Can you explain the assumed temperature take off?
Flying - Flying the Plane
Wednesday, 06 December 2006 08:27

Hi Sir!

With utmost respect, to a captain, now retired - many thanks for sharing your knowledge with us.

I have a question.

Can you explain the assumed temperature take off for jet engines as entered in the FMC?

Since engines produce more thrust at lower temperatures, it seems logical that when one enters a lower temperature, the engine would be "derated" to a lower thrust setting.

I think what I have found on the web works the other way round. I am very confused!

The Netherlands.

Hi Johan,

I have not really retired from flying yet. I have merely switched over from flying the Boeing 777 to the Airbus A320. Yes, I still love flying and will share my knowledge with you all when my time permits :-)!

The idea of assumed temperature take off could be quite confusing unless you are already flying a jet plane. Taking off with maximum power all the times is bad for the engines and hence, airplanes manufacturers have recommended that pilots apply this take off technique whenever possible.

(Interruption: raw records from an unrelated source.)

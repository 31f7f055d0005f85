use serde::Deserialize;
use std::path::{Path, PathBuf};
use std::time::Duration;

use crate::WatchdogError;

/// Top-level configuration loaded from selfwatch.toml.
#[derive(Debug, Deserialize)]
#[serde(default)]
#[derive(Default)]
pub struct SelfwatchConfig {
    pub watchdog: WatchdogConfig,
    pub host: HostConfig,
}

/// Watchdog construction parameters.
#[derive(Debug, Clone, PartialEq, Eq, Deserialize)]
#[serde(default)]
pub struct WatchdogConfig {
    /// Deadline in whole seconds. Must be non-zero.
    pub duration_secs: u64,
    /// Memory ceiling in megabytes.
    pub max_mem_mb: Option<u64>,
    /// Maximum resets allowed within the 60s activity timeframe.
    pub max_resets: Option<usize>,
}

/// Settings for the host work loop in the `selfwatch` binary.
#[derive(Debug, Clone, Deserialize)]
#[serde(default)]
pub struct HostConfig {
    pub engine: EngineChoice,
    pub reset_interval_ms: u64,
    pub run_for_secs: Option<u64>,
    pub stall_after: Option<u64>,
}

/// Which enforcement engine to build.
#[derive(Debug, Clone, Copy, PartialEq, Eq, Default, Deserialize, clap::ValueEnum)]
#[serde(rename_all = "lowercase")]
pub enum EngineChoice {
    /// Timer engine on unix, polling engine elsewhere.
    #[default]
    Auto,
    Timer,
    Polling,
}

impl WatchdogConfig {
    pub fn new(duration_secs: u64) -> Self {
        Self {
            duration_secs,
            ..Default::default()
        }
    }

    pub fn with_max_mem_mb(mut self, mb: u64) -> Self {
        self.max_mem_mb = Some(mb);
        self
    }

    pub fn with_max_resets(mut self, max_resets: usize) -> Self {
        self.max_resets = Some(max_resets);
        self
    }

    /// The deadline as a `Duration`, rejecting zero.
    pub fn duration(&self) -> Result<Duration, WatchdogError> {
        if self.duration_secs == 0 {
            return Err(WatchdogError::InvalidDuration);
        }
        Ok(Duration::from_secs(self.duration_secs))
    }
}

impl Default for WatchdogConfig {
    fn default() -> Self {
        Self {
            duration_secs: 30,
            max_mem_mb: None,
            max_resets: None,
        }
    }
}

impl Default for HostConfig {
    fn default() -> Self {
        Self {
            engine: EngineChoice::Auto,
            reset_interval_ms: 1000,
            run_for_secs: None,
            stall_after: None,
        }
    }
}

/// Errors that can occur while loading the config file.
#[derive(Debug)]
pub enum ConfigError {
    Read {
        path: PathBuf,
        source: std::io::Error,
    },
    Parse {
        path: PathBuf,
        source: toml::de::Error,
    },
}

impl std::fmt::Display for ConfigError {
    fn fmt(&self, f: &mut std::fmt::Formatter<'_>) -> std::fmt::Result {
        match self {
            ConfigError::Read { path, source } => {
                write!(f, "failed to read config {}: {}", path.display(), source)
            }
            ConfigError::Parse { path, source } => {
                write!(f, "invalid config {}: {}", path.display(), source)
            }
        }
    }
}

impl std::error::Error for ConfigError {
    fn source(&self) -> Option<&(dyn std::error::Error + 'static)> {
        match self {
            ConfigError::Read { source, .. } => Some(source),
            ConfigError::Parse { source, .. } => Some(source),
        }
    }
}

/// Load the config file at `path`. A missing file yields the defaults.
pub fn load(path: &Path) -> Result<SelfwatchConfig, ConfigError> {
    let contents = match std::fs::read_to_string(path) {
        Ok(c) => c,
        Err(e) if e.kind() == std::io::ErrorKind::NotFound => {
            tracing::debug!(path = %path.display(), "config file not found, using defaults");
            return Ok(SelfwatchConfig::default());
        }
        Err(e) => {
            return Err(ConfigError::Read {
                path: path.to_path_buf(),
                source: e,
            })
        }
    };
    toml::from_str(&contents).map_err(|e| ConfigError::Parse {
        path: path.to_path_buf(),
        source: e,
    })
}

#[cfg(test)]
mod tests {
    use super::*;
    use tempfile::tempdir;

    #[test]
    fn test_defaults() {
        let config = SelfwatchConfig::default();
        assert_eq!(config.watchdog.duration_secs, 30);
        assert_eq!(config.watchdog.max_mem_mb, None);
        assert_eq!(config.watchdog.max_resets, None);
        assert_eq!(config.host.engine, EngineChoice::Auto);
        assert_eq!(config.host.reset_interval_ms, 1000);
    }

    #[test]
    fn test_missing_file_uses_defaults() {
        let dir = tempdir().unwrap();
        let config = load(&dir.path().join("nope.toml")).unwrap();
        assert_eq!(config.watchdog, WatchdogConfig::default());
    }

    #[test]
    fn test_partial_file_keeps_other_defaults() {
        let dir = tempdir().unwrap();
        let path = dir.path().join("selfwatch.toml");
        std::fs::write(
            &path,
            "[watchdog]\nduration_secs = 5\nmax_resets = 3\n\n[host]\nengine = \"polling\"\n",
        )
        .unwrap();

        let config = load(&path).unwrap();
        assert_eq!(config.watchdog.duration_secs, 5);
        assert_eq!(config.watchdog.max_resets, Some(3));
        assert_eq!(config.watchdog.max_mem_mb, None);
        assert_eq!(config.host.engine, EngineChoice::Polling);
        assert_eq!(config.host.reset_interval_ms, 1000);
    }

    #[test]
    fn test_invalid_toml_is_parse_error() {
        let dir = tempdir().unwrap();
        let path = dir.path().join("selfwatch.toml");
        std::fs::write(&path, "[watchdog\nduration_secs = ").unwrap();

        let err = load(&path).unwrap_err();
        assert!(matches!(err, ConfigError::Parse { .. }));
        assert!(err.to_string().contains("invalid config"));
    }

    #[test]
    fn test_unknown_engine_is_parse_error() {
        let dir = tempdir().unwrap();
        let path = dir.path().join("selfwatch.toml");
        std::fs::write(&path, "[host]\nengine = \"kqueue\"\n").unwrap();
        assert!(matches!(load(&path).unwrap_err(), ConfigError::Parse { .. }));
    }

    #[test]
    fn test_directory_is_read_error() {
        let dir = tempdir().unwrap();
        let err = load(dir.path()).unwrap_err();
        assert!(matches!(err, ConfigError::Read { .. }));
    }

    #[test]
    fn test_zero_duration_rejected() {
        let err = WatchdogConfig::new(0).duration().unwrap_err();
        assert!(matches!(err, WatchdogError::InvalidDuration));
    }

    #[test]
    fn test_builder_sets_optional_limits() {
        let config = WatchdogConfig::new(5)
            .with_max_mem_mb(256)
            .with_max_resets(10);
        assert_eq!(config.duration().unwrap(), Duration::from_secs(5));
        assert_eq!(config.max_mem_mb, Some(256));
        assert_eq!(config.max_resets, Some(10));
    }
}
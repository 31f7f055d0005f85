/// Engine selection by host platform.
use crate::config::{EngineChoice, WatchdogConfig};
use crate::polling::PollingWatchdog;
use crate::{Watchdog, WatchdogError};

/// Host platform, as far as engine selection cares.
#[derive(Debug, Clone, Copy, PartialEq, Eq)]
pub enum Platform {
    /// Signals and `alarm(2)` are available.
    Posix,
    Other,
}

impl Platform {
    pub fn current() -> Self {
        if cfg!(unix) {
            Platform::Posix
        } else {
            Platform::Other
        }
    }
}

/// The engine a watchdog runs on.
#[derive(Debug, Clone, Copy, PartialEq, Eq)]
pub enum EngineKind {
    Timer,
    Polling,
}

impl EngineChoice {
    /// Resolve the requested engine against `platform`.
    pub fn resolve(self, platform: Platform) -> Result<EngineKind, WatchdogError> {
        match (self, platform) {
            (EngineChoice::Auto, Platform::Posix) | (EngineChoice::Timer, Platform::Posix) => {
                Ok(EngineKind::Timer)
            }
            (EngineChoice::Auto, Platform::Other) | (EngineChoice::Polling, _) => {
                Ok(EngineKind::Polling)
            }
            (EngineChoice::Timer, Platform::Other) => {
                Err(WatchdogError::Unsupported("the timer engine requires a unix host"))
            }
        }
    }
}

/// Build the watchdog best suited to the current platform.
pub fn new_watchdog(config: &WatchdogConfig) -> Result<Box<dyn Watchdog>, WatchdogError> {
    new_watchdog_with(EngineChoice::Auto, config)
}

/// Build a watchdog on the requested engine.
pub fn new_watchdog_with(
    choice: EngineChoice,
    config: &WatchdogConfig,
) -> Result<Box<dyn Watchdog>, WatchdogError> {
    match choice.resolve(Platform::current())? {
        EngineKind::Timer => build_timer(config),
        EngineKind::Polling => Ok(Box::new(PollingWatchdog::new(config)?)),
    }
}

#[cfg(unix)]
fn build_timer(config: &WatchdogConfig) -> Result<Box<dyn Watchdog>, WatchdogError> {
    Ok(Box::new(crate::timer::TimerWatchdog::new(config)?))
}

#[cfg(not(unix))]
fn build_timer(_config: &WatchdogConfig) -> Result<Box<dyn Watchdog>, WatchdogError> {
    Err(WatchdogError::Unsupported("the timer engine requires a unix host"))
}

#[cfg(test)]
mod tests {
    use super::*;

    #[test]
    fn test_auto_picks_timer_on_posix() {
        assert_eq!(
            EngineChoice::Auto.resolve(Platform::Posix).unwrap(),
            EngineKind::Timer
        );
    }

    #[test]
    fn test_auto_picks_polling_elsewhere() {
        assert_eq!(
            EngineChoice::Auto.resolve(Platform::Other).unwrap(),
            EngineKind::Polling
        );
    }

    #[test]
    fn test_polling_can_be_forced_on_posix() {
        assert_eq!(
            EngineChoice::Polling.resolve(Platform::Posix).unwrap(),
            EngineKind::Polling
        );
    }

    #[test]
    fn test_timer_unsupported_without_posix() {
        let err = EngineChoice::Timer.resolve(Platform::Other).unwrap_err();
        assert!(matches!(err, WatchdogError::Unsupported(_)));
    }

    #[cfg(unix)]
    #[test]
    fn test_current_platform_is_posix_on_unix() {
        assert_eq!(Platform::current(), Platform::Posix);
    }

    #[test]
    fn test_zero_duration_fails_before_building() {
        let err = match new_watchdog_with(EngineChoice::Polling, &WatchdogConfig::new(0)) {
            Err(e) => e,
            Ok(_) => panic!("zero duration accepted"),
        };
        assert!(matches!(err, WatchdogError::InvalidDuration));
    }
}
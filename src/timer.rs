/// Alarm-driven watchdog engine for unix hosts.
///
/// The deadline lives in the kernel: every reset re-arms `alarm(2)`, and
/// `SIGALRM` kills the process. Memory and activity checks run inline in
/// `reset()`.
///
/// The alarm is a process-wide resource, so only one timer watchdog can exist
/// per process. Not thread-safe beyond that: `reset()` is meant to be called
/// from the owner's work loop.
use std::sync::atomic::{AtomicBool, Ordering};
use std::time::{Duration, Instant};

use nix::sys::signal::{sigaction, SaFlags, SigAction, SigHandler, SigSet, Signal};
use tracing::{debug, warn};

use crate::config::WatchdogConfig;
use crate::destruct::{self, Violation};
use crate::memory::{MemoryCeiling, MemoryProbe, PsProbe};
use crate::window::ActivityWindow;
use crate::{EngineKind, Watchdog, WatchdogError};

static ALARM_HELD: AtomicBool = AtomicBool::new(false);

/// Ownership of the process alarm. Acquired once and never given back.
#[derive(Debug)]
struct AlarmSlot(());

impl AlarmSlot {
    fn acquire() -> Result<Self, WatchdogError> {
        ALARM_HELD
            .compare_exchange(false, true, Ordering::SeqCst, Ordering::SeqCst)
            .map(|_| AlarmSlot(()))
            .map_err(|_| WatchdogError::AlarmAlreadyHeld)
    }

    /// Give the slot back after a failed construction.
    fn release(self) {
        ALARM_HELD.store(false, Ordering::SeqCst);
    }
}

/// The checks `reset()` runs before re-arming, in order.
pub(crate) struct ResetChecks {
    ceiling: Option<MemoryCeiling>,
    probe: Box<dyn MemoryProbe>,
    window: Option<ActivityWindow>,
}

impl ResetChecks {
    pub(crate) fn new(config: &WatchdogConfig, probe: Box<dyn MemoryProbe>) -> Self {
        Self {
            ceiling: config.max_mem_mb.map(MemoryCeiling::from_mb),
            probe,
            // A zero cap means "not configured", not "no resets allowed".
            window: config
                .max_resets
                .filter(|&n| n > 0)
                .map(ActivityWindow::new),
        }
    }

    /// Run the memory check, then record the reset in the activity window.
    /// Stops at the first violation.
    pub(crate) fn run(&mut self, now: Instant) -> Option<Violation> {
        if let Some(ceiling) = self.ceiling {
            match self.probe.resident_bytes() {
                Ok(rss_bytes) if ceiling.is_exceeded_by(rss_bytes) => {
                    return Some(Violation::MemoryCeiling {
                        rss_bytes,
                        ceiling_bytes: ceiling.bytes(),
                    });
                }
                Ok(rss_bytes) => debug!(rss_bytes, ceiling_bytes = ceiling.bytes(), "memory ok"),
                Err(e) => warn!(error = %e, "memory check skipped"),
            }
        }

        if let Some(window) = self.window.as_mut() {
            if window.record(now) {
                return Some(Violation::Frenetic {
                    resets: window.len(),
                    max_resets: window.max_resets(),
                    timeframe: window.timeframe(),
                });
            }
        }

        None
    }
}

pub struct TimerWatchdog {
    duration: Duration,
    checks: ResetChecks,
    _slot: AlarmSlot,
}

impl TimerWatchdog {
    /// Install the alarm handler and optional address-space limit, then arm
    /// the alarm for the configured duration.
    pub fn new(config: &WatchdogConfig) -> Result<Self, WatchdogError> {
        Self::with_probe(config, Box::new(PsProbe::current()))
    }

    /// Like [`TimerWatchdog::new`] with a custom resident-memory source.
    pub fn with_probe(
        config: &WatchdogConfig,
        probe: Box<dyn MemoryProbe>,
    ) -> Result<Self, WatchdogError> {
        let duration = config.duration()?;
        let slot = AlarmSlot::acquire()?;

        if let Err(e) = install(config) {
            slot.release();
            return Err(e);
        }

        let watchdog = Self {
            duration,
            checks: ResetChecks::new(config, probe),
            _slot: slot,
        };
        arm(duration);
        tracing::info!(
            duration_secs = duration.as_secs(),
            max_mem_mb = ?config.max_mem_mb,
            max_resets = ?config.max_resets,
            "timer watchdog armed"
        );
        Ok(watchdog)
    }
}

fn install(config: &WatchdogConfig) -> Result<(), WatchdogError> {
    let action = SigAction::new(
        SigHandler::Handler(destruct::on_alarm),
        SaFlags::empty(),
        SigSet::empty(),
    );
    // SAFETY: on_alarm only calls async-signal-safe functions (write, getpid, kill).
    unsafe { sigaction(Signal::SIGALRM, &action) }.map_err(WatchdogError::SignalHandler)?;

    if let Some(mb) = config.max_mem_mb {
        MemoryCeiling::from_mb(mb)
            .install_hard_limit()
            .map_err(WatchdogError::MemoryLimit)?;
    }
    Ok(())
}

/// Arm the process alarm, replacing any pending one.
fn arm(duration: Duration) {
    let secs = u32::try_from(duration.as_secs()).unwrap_or(u32::MAX);
    nix::unistd::alarm::set(secs);
}

impl Watchdog for TimerWatchdog {
    fn reset(&mut self) {
        if let Some(violation) = self.checks.run(Instant::now()) {
            self.destruct(&violation);
        }
        debug!(duration_secs = self.duration.as_secs(), "resetting watchdog");
        arm(self.duration);
    }

    fn destruct(&self, violation: &Violation) -> ! {
        destruct::self_destruct(violation)
    }

    fn watch(&self) {
        // Enforcement happens in the SIGALRM handler.
    }

    fn duration(&self) -> Duration {
        self.duration
    }

    fn kind(&self) -> EngineKind {
        EngineKind::Timer
    }
}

For instance, on a Boeing 777, if I were to take off with a full load on a 12-hour journey (approximately 287,000 kg), I would require all the available thrust (maximum power) from each engine (90,300 pounds). On the other hand, with a shorter 6-hour flight where my take off weight is 215,000 kg, I would not need all the available thrust to take off.

So, what do I do? I would fool the engines into thinking that the outside air temperature is much higher than it actually is by entering an assumed temperature into the computer (FMC). In this way, the FMC would command around 80 % power only for the take off. This reduces the take-off thrust to a lower power required for the safe take-off.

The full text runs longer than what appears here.